Esta situación hizo que Lucía se diera cuenta de una realidad: no podía hacer amigos dentro del bar, ni tampoco podía mantener los de fuera, pues la vida seguía a un ritmo trepidante y ella estaba anclada en aquel local. Así pues, ¿qué podía hacer? Era imposible agotar el vigor de su juventud, el fuego que corría por sus venas, con un trabajo que la esclavizaba de diez de la mañana a dos de la madrugada. Sólo con otras personas de su edad podría compenetrarse, compartir confidencias, atreverse, experimentar y, en una palabra, crecer. Pero, ¿cómo entablar amistad con dichas personas? ¿Cómo mantener la que había generado durante su infancia? Estas dudas la acosaban y la inquietaban profundamente.

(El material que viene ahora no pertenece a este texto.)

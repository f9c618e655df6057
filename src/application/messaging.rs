use chrono::Utc;
use uuid::Uuid;

use crate::domain::actor::{Actor, ParticipantRole};
use crate::domain::errors::DomainError;
use crate::domain::message::{MessageView, NewAttachment, NewMessage, Visibility};
use crate::domain::notification::Notification;
use crate::domain::ports::{MessageRepository, ServiceTransactionRepository};

use super::notifications::NotificationDispatcher;

/// Per-transaction message thread with audience filtering.
pub struct MessagingService<R, M> {
    transactions: R,
    messages: M,
    dispatcher: NotificationDispatcher,
}

impl<R: ServiceTransactionRepository, M: MessageRepository> MessagingService<R, M> {
    pub fn new(transactions: R, messages: M, dispatcher: NotificationDispatcher) -> Self {
        Self {
            transactions,
            messages,
            dispatcher,
        }
    }

    /// Only admins can narrow visibility; for everyone else the requested
    /// audience is ignored.
    pub fn post(
        &self,
        actor: &Actor,
        transaction_id: Uuid,
        body: String,
        visibility: Option<Visibility>,
        attachments: Vec<NewAttachment>,
    ) -> Result<MessageView, DomainError> {
        let role = self.role(actor, transaction_id)?;
        let requested = if role == ParticipantRole::Admin {
            visibility
        } else {
            None
        };
        let message =
            NewMessage::from_participant(role, actor.id(), body, requested, attachments)?;
        let posted = self.messages.post(transaction_id, &message)?;

        let audience: Vec<ParticipantRole> = ParticipantRole::ALL
            .iter()
            .copied()
            .filter(|r| *r != role && posted.visibility.includes(*r))
            .collect();
        log::debug!(
            "message {} posted on {} by {} (audience {:?})",
            posted.id,
            transaction_id,
            role,
            audience
        );
        if !audience.is_empty() {
            self.dispatcher.dispatch(&[Notification::ServiceMessagePosted {
                transaction_id,
                sender_role: posted.sender_role,
                audience,
            }]);
        }
        Ok(posted)
    }

    pub fn list(&self, actor: &Actor, transaction_id: Uuid) -> Result<Vec<MessageView>, DomainError> {
        let role = self.role(actor, transaction_id)?;
        self.messages.list_visible(transaction_id, role)
    }

    pub fn mark_read(&self, actor: &Actor, transaction_id: Uuid) -> Result<usize, DomainError> {
        let role = self.role(actor, transaction_id)?;
        self.messages.mark_read(transaction_id, role)
    }

    pub fn unread_count(&self, actor: &Actor, transaction_id: Uuid) -> Result<i64, DomainError> {
        let role = self.role(actor, transaction_id)?;
        self.messages.unread_count(transaction_id, role)
    }

    fn role(&self, actor: &Actor, transaction_id: Uuid) -> Result<ParticipantRole, DomainError> {
        self.transactions
            .find(transaction_id)?
            .and_then(|tx| tx.role_of(actor, Utc::now()))
            .ok_or(DomainError::NotFound("Service transaction"))
    }
}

Al día siguiente, cuando acabó la jornada, su madre preguntó:

  • Hoy es sábado, ¿no vas a salir?
  • No, hoy no me apetece. Estoy cansada.

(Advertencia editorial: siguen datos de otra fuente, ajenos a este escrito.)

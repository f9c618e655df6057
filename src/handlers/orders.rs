use actix_web::{web, HttpResponse};
use chrono::{DateTime, Utc};
use serde::{Deserialize, Serialize};
use utoipa::ToSchema;
use uuid::Uuid;

use crate::domain::order::{
    OrderItemView, OrderStatus, OrderView, PaymentStatus, ProductType, ShippingAddress,
};
use crate::errors::AppError;
use crate::state::AppState;

use super::actor::Caller;
use super::blocking;

// ── Request / response DTOs ──────────────────────────────────────────────────

#[derive(Debug, Serialize, ToSchema)]
pub struct OrderItemResponse {
    pub id: Uuid,
    pub product_id: Uuid,
    pub product_name: String,
    pub product_type: ProductType,
    pub unit_price: i64,
    pub quantity: i32,
    pub subtotal: i64,
}

impl From<OrderItemView> for OrderItemResponse {
    fn from(item: OrderItemView) -> Self {
        Self {
            id: item.id,
            product_id: item.product_id,
            product_name: item.product_name,
            product_type: item.product_type,
            unit_price: item.unit_price,
            quantity: item.quantity,
            subtotal: item.subtotal,
        }
    }
}

#[derive(Debug, Serialize, ToSchema)]
pub struct OrderResponse {
    pub id: Uuid,
    pub member_id: Uuid,
    pub subtotal: i64,
    pub shipping_fee: i64,
    pub total: i64,
    pub payment_status: PaymentStatus,
    pub order_status: OrderStatus,
    pub refund_amount: i64,
    pub tracking_number: Option<String>,
    pub shipping: Option<ShippingAddress>,
    pub paid_at: Option<DateTime<Utc>>,
    pub created_at: DateTime<Utc>,
    pub items: Vec<OrderItemResponse>,
}

impl From<OrderView> for OrderResponse {
    fn from(order: OrderView) -> Self {
        Self {
            id: order.id,
            member_id: order.member_id,
            subtotal: order.subtotal,
            shipping_fee: order.shipping_fee,
            total: order.total,
            payment_status: order.payment_status,
            order_status: order.order_status,
            refund_amount: order.refund_amount,
            tracking_number: order.tracking_number,
            shipping: order.shipping,
            paid_at: order.paid_at,
            created_at: order.created_at,
            items: order.items.into_iter().map(OrderItemResponse::from).collect(),
        }
    }
}

// ── Pagination ───────────────────────────────────────────────────────────────

#[derive(Debug, Deserialize, ToSchema)]
pub struct ListOrdersParams {
    /// Page number (1-based). Defaults to 1.
    #[serde(default = "default_page")]
    pub page: i64,
    /// Number of items per page. Defaults to 20, maximum 100.
    #[serde(default = "default_limit")]
    pub limit: i64,
}

fn default_page() -> i64 {
    1
}

fn default_limit() -> i64 {
    20
}

#[derive(Debug, Serialize, ToSchema)]
pub struct ListOrdersResponse {
    pub items: Vec<OrderResponse>,
    pub total: i64,
    pub page: i64,
    pub limit: i64,
}

#[derive(Debug, Deserialize, ToSchema)]
pub struct AdvanceOrderRequest {
    pub status: OrderStatus,
    pub tracking_number: Option<String>,
}

#[derive(Debug, Deserialize, ToSchema)]
pub struct RefundOrderRequest {
    /// Defaults to everything not yet refunded.
    pub amount: Option<i64>,
}

// ── Handlers ─────────────────────────────────────────────────────────────────

/// GET /store/orders
///
/// The calling member's orders, newest first.
#[utoipa::path(
    get,
    path = "/store/orders",
    params(
        ("page" = Option<i64>, Query, description = "Page number (1-based, default 1)"),
        ("limit" = Option<i64>, Query, description = "Items per page (default 20, max 100)"),
    ),
    responses(
        (status = 200, description = "Paginated list of orders", body = ListOrdersResponse),
        (status = 403, description = "Not a member"),
    ),
    tag = "orders"
)]
pub async fn list_orders(
    state: web::Data<AppState>,
    caller: Caller,
    query: web::Query<ListOrdersParams>,
) -> Result<HttpResponse, AppError> {
    let member_id = caller.0.require_member()?;
    let params = query.into_inner();
    let page = params.page.max(1);
    let limit = params.limit.clamp(1, 100);

    let result = blocking(move || state.orders().list_orders(member_id, page, limit)).await?;

    Ok(HttpResponse::Ok().json(ListOrdersResponse {
        items: result.items.into_iter().map(OrderResponse::from).collect(),
        total: result.total,
        page,
        limit,
    }))
}

/// GET /store/orders/{id}
#[utoipa::path(
    get,
    path = "/store/orders/{id}",
    params(
        ("id" = Uuid, Path, description = "Order UUID"),
    ),
    responses(
        (status = 200, description = "Order found", body = OrderResponse),
        (status = 404, description = "Order not found"),
    ),
    tag = "orders"
)]
pub async fn get_order(
    state: web::Data<AppState>,
    caller: Caller,
    path: web::Path<Uuid>,
) -> Result<HttpResponse, AppError> {
    let order_id = path.into_inner();

    let order = blocking(move || state.orders().get_order(&caller.0, order_id)).await?;

    Ok(HttpResponse::Ok().json(OrderResponse::from(order)))
}

/// POST /admin/orders/{id}/status
///
/// Fulfilment steps (confirmed → processing → shipped → completed) and
/// cancellation of unpaid orders.
#[utoipa::path(
    post,
    path = "/admin/orders/{id}/status",
    params(
        ("id" = Uuid, Path, description = "Order UUID"),
    ),
    request_body = AdvanceOrderRequest,
    responses(
        (status = 200, description = "Order updated", body = OrderResponse),
        (status = 403, description = "Not an administrator"),
        (status = 422, description = "Transition not allowed"),
    ),
    tag = "admin"
)]
pub async fn advance_order(
    state: web::Data<AppState>,
    caller: Caller,
    path: web::Path<Uuid>,
    body: web::Json<AdvanceOrderRequest>,
) -> Result<HttpResponse, AppError> {
    caller.0.require_admin()?;
    let order_id = path.into_inner();
    let body = body.into_inner();

    let order = blocking(move || {
        state
            .orders()
            .advance_status(order_id, body.status, body.tracking_number.as_deref())
    })
    .await?;

    Ok(HttpResponse::Ok().json(OrderResponse::from(order)))
}

/// POST /admin/orders/{id}/refund
///
/// Issues the refund at the gateway, then records it. The charge.refunded
/// webhook that follows is absorbed by the monotonic refund record.
#[utoipa::path(
    post,
    path = "/admin/orders/{id}/refund",
    params(
        ("id" = Uuid, Path, description = "Order UUID"),
    ),
    request_body = RefundOrderRequest,
    responses(
        (status = 200, description = "Refund recorded", body = OrderResponse),
        (status = 422, description = "Refund not allowed"),
        (status = 502, description = "Payment gateway error"),
    ),
    tag = "admin"
)]
pub async fn refund_order(
    state: web::Data<AppState>,
    caller: Caller,
    path: web::Path<Uuid>,
    body: web::Json<RefundOrderRequest>,
) -> Result<HttpResponse, AppError> {
    caller.0.require_admin()?;
    let order_id = path.into_inner();
    let amount = body.into_inner().amount;

    let plan = {
        let state = state.clone();
        blocking(move || state.orders().plan_refund(order_id, amount)).await?
    };
    let refund = state
        .gateway
        .refund(&plan.payment_reference, Some(plan.amount))
        .await?;
    log::info!(
        "refund {} issued for order {} ({})",
        refund.refund_id,
        order_id,
        refund.amount
    );

    let record = plan.record(refund.refund_id);
    let order = blocking(move || {
        state.reconciler().apply_refund(order_id, &record)?;
        state.orders().get_order(&caller.0, order_id)
    })
    .await?;

    Ok(HttpResponse::Ok().json(OrderResponse::from(order)))
}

Una madre conoce bien a su hija, con lo que supo al instante cuál era el problema. Cogió a Lucía de los hombros y la giró para mirarla a los ojos:

  • Hija, sé que estás pasando por un momento complicado. Ojalá que no tuvieras que estar tantas horas en el bar; ojalá que pudiera darte el tiempo que necesitas para pasártelo bien. Pero las cosas son así, por el momento. Te necesito a mi lado. Lo que debes saber es que esto no va a ser así para siempre. En algún momento, no sé cuándo, no sé cómo, algo cambiará. Quizás conozcas a alguien en el propio bar o veas con otros ojos a una persona en la que hasta ahora no habías reparado. A lo mejor descubres una afición que te apasione y a la que dediques todos tus pensamientos y tu tiempo libre. ¿Quién sabe? Lo único que puedo decirte es: confía en mí. Todo llegará. Sabrás encontrar tu camino.

Lucía la creyó, y se dejó abrazar como cuando era pequeña. Cuando llegó a casa, por primera vez desde que acabara el instituto, no pensó en lo que le depararía el siguiente día, ni en sus amigas, ni en los jóvenes del bar. Por primera vez, Lucía se durmió pensando en que todo saldría bien y que, tarde o temprano, encontraría la forma de ser feliz.